— Ты уезжаешь? — уточняет она, а в мыслях «Не надо! Только не сейчас!».
— Да. Так надо. Понимаю, это большой срок, но иначе я не могу.
— Неужели ты не можешь отказаться?
— Нет, это поможет мне продвинуться дальше. Я, как ты знаешь, не очень люблю сидеть на месте… Почему ты не рада?
— Я рада такой выпавшей возможности, но прошу тебя, давай обсудим это. Тебе ведь необязательно в этом году ехать? Ты можешь…
— Не могу! — резко прерываешь её (откуда эта внезапная злость?!). — Я слишком долго к этому шёл, и сейчас ты хочешь все мои труды, моё потраченное время пустить в никуда? Второй возможности у меня уже не будет!

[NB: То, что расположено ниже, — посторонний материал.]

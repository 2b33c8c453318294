//! Teardown hooks run at process exit.
//!
//! The fixture depends only on "register a no-argument callback to run at
//! process exit"; where those callbacks live is a runtime concern behind the
//! [`TeardownRegistry`] trait. The default registry keeps a process-global
//! hook list and installs a single `atexit` handler to drain it.

use std::{
    panic::{self, AssertUnwindSafe},
    sync::{Mutex, Once, PoisonError},
};

use tracing::warn;

/// A one-shot callback invoked when the hosting process shuts down.
pub type TeardownHook = Box<dyn FnOnce() + Send>;

/// Registry of callbacks run at process exit.
pub trait TeardownRegistry: Send + Sync {
    /// Registers a callback to run once at process exit.
    fn register(&self, hook: TeardownHook);
}

static HOOKS: Mutex<Vec<TeardownHook>> = Mutex::new(Vec::new());
static INSTALL: Once = Once::new();

extern "C" fn run_registered_hooks() {
    let hooks = std::mem::take(
        &mut *HOOKS.lock().unwrap_or_else(PoisonError::into_inner),
    );
    for hook in hooks {
        // A hook must never take the process down with it.
        if panic::catch_unwind(AssertUnwindSafe(hook)).is_err() {
            warn!("a teardown hook panicked during process exit");
        }
    }
}

/// Default [`TeardownRegistry`] backed by the C runtime's exit handlers.
#[derive(Debug, Clone, Copy, Default)]
pub struct ExitHooks;

impl TeardownRegistry for ExitHooks {
    fn register(&self, hook: TeardownHook) {
        INSTALL.call_once(|| {
            // SAFETY: `run_registered_hooks` is a plain extern "C" function
            // with no arguments, the only shape `atexit` accepts.
            let rc = unsafe { nix::libc::atexit(run_registered_hooks) };
            if rc != 0 {
                warn!("failed to install the process exit handler");
            }
        });
        HOOKS
            .lock()
            .unwrap_or_else(PoisonError::into_inner)
            .push(hook);
    }
}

— Ошибаешься, у тебя будет много ещё возможностей…
Ты вырываешь руку — да что она понимает? Эта её уверенность, откуда она?
— Что ты знаешь? Ничего! — Не намереваясь продолжать разговор, поднимаешься по ступеням.

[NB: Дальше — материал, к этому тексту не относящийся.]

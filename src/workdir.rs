//! Staged working directory holding the server distribution for one launch.
//!
//! Staging itself (downloading and extracting an archive) is a collaborator
//! concern behind [`WorkingDirectoryInitializer`]; the core only ever receives
//! a directory path plus the version it was staged for, and mutates it
//! through the customizer pipeline before each launch.

use std::path::{Path, PathBuf};

use crate::{error::BoxError, version::Version};

/// Disposable directory tree holding the server's binaries and configuration
/// for one launch. Owned exclusively by one fixture at a time.
#[derive(Debug, Clone, PartialEq, Eq)]
pub struct WorkingDirectory {
    root: PathBuf,
}

impl WorkingDirectory {
    /// Wraps an already-staged directory.
    pub fn new(root: impl Into<PathBuf>) -> Self { Self { root: root.into() } }

    /// Returns the directory root.
    #[must_use]
    pub fn root(&self) -> &Path { &self.root }

    /// Returns the directory holding the entry-point binaries.
    #[must_use]
    pub fn bin_dir(&self) -> PathBuf { self.root.join("bin") }

    /// Returns the launch script for the server.
    #[must_use]
    pub fn launch_script(&self) -> PathBuf { self.bin_dir().join("cassandra") }

    /// Returns the structured configuration file mutated before each launch.
    #[must_use]
    pub fn config_file(&self) -> PathBuf { self.root.join("conf").join("cassandra.yaml") }
}

/// Collaborator that stages a working directory for a given version.
///
/// Invoked on every `start`, so an implementation chooses whether a launch
/// reuses one staged tree or gets a fresh copy.
pub trait WorkingDirectoryInitializer: Send + Sync {
    /// Builds (or revalidates) a working directory for `version`.
    ///
    /// # Errors
    ///
    /// Returns any staging failure; the fixture reports it as an
    /// initialisation error.
    fn init(&self, version: &Version) -> Result<WorkingDirectory, BoxError>;
}

/// Initialiser that hands the same pre-staged directory to every launch.
#[derive(Debug, Clone)]
pub struct StaticWorkingDirectory {
    root: PathBuf,
}

impl StaticWorkingDirectory {
    /// Uses `root` as the working directory for every launch.
    pub fn new(root: impl Into<PathBuf>) -> Self { Self { root: root.into() } }
}

impl WorkingDirectoryInitializer for StaticWorkingDirectory {
    fn init(&self, _version: &Version) -> Result<WorkingDirectory, BoxError> {
        if !self.root.is_dir() {
            return Err(format!(
                "working directory {} does not exist",
                self.root.display()
            )
            .into());
        }
        Ok(WorkingDirectory::new(&self.root))
    }
}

— Ты прав, я ничего не знаю о том, как бывает тебе сложно… Подожди! — отчаянно произносит она, но ты, не дослушав, хлопаешь дверью. Обида внутри тебя перекрывает любовь.
Всего один инцидент, а сколько проблем…
На следующий день, пресекая попытки Ланы поговорить с тобой, игнорируешь, убегаешь, закрываешься. Делаешь всё возможное, дабы не видеть её — было неприятно, но не о такой ли реакции предупреждали коллеги по работе: «Ты говоришь, что твоя жена-лапушка обрадуется? Я посмеюсь тебе в лицо: она начнёт упрекать и пытаться тебя отговорить» — всё так, как они и сказали. Оттого и раздражение. Оттого и приходится так себя по-дурацки вести.
Рано утром, взяв собранные вещи, намереваешься, не попрощавшись, отбыть на шесть месяцев — Лана останавливает тебя у выхода. Эта встреча. Последняя. Судьбоносная. Если бы только знал ты, что будет дальше…
— Не уходи, — с мольбой, произносит она. — Не уходи…
Игнорируя, проходишь вперёд.
— Мне страшно! О стольком надо тебе рассказать… — Хватает тебя отчаянно за руку, но ты ни в какую. — Почему не пытаешься меня выслушать?
Непроглядный туман лёг на город — не видно соседних домов, зловещая атмосфера. Достав ключи из брюк, сняв сигнализацию, кладёшь вещи в багажник машины.
— Как приеду, позвоню, — по-холодному бросаешь ты.
— Не оставляй меня тут одну… — Ты поворачиваешься к ней спиной, берясь за наружную дверную ручку автомобиля. — Меня кто-то преследует. Этот человек, он… он хочет меня убить! — со слезами на глазах, падая на колени, бредит, как тебе кажется, она.
«Они, эти женщины, сделают всё возможное, чтобы нас удержать», — как назло вспоминаются тебе слова, позволяющие с грузом на сердце выписать жене смертный приговор; садишься в машину и, прежде чем уехать, опускаешь стекло, по-прежнему не изменяя морозным ноткам:
— Уж коли так считаешь, что есть некто, способный на подобное, заяви об этом в полицию.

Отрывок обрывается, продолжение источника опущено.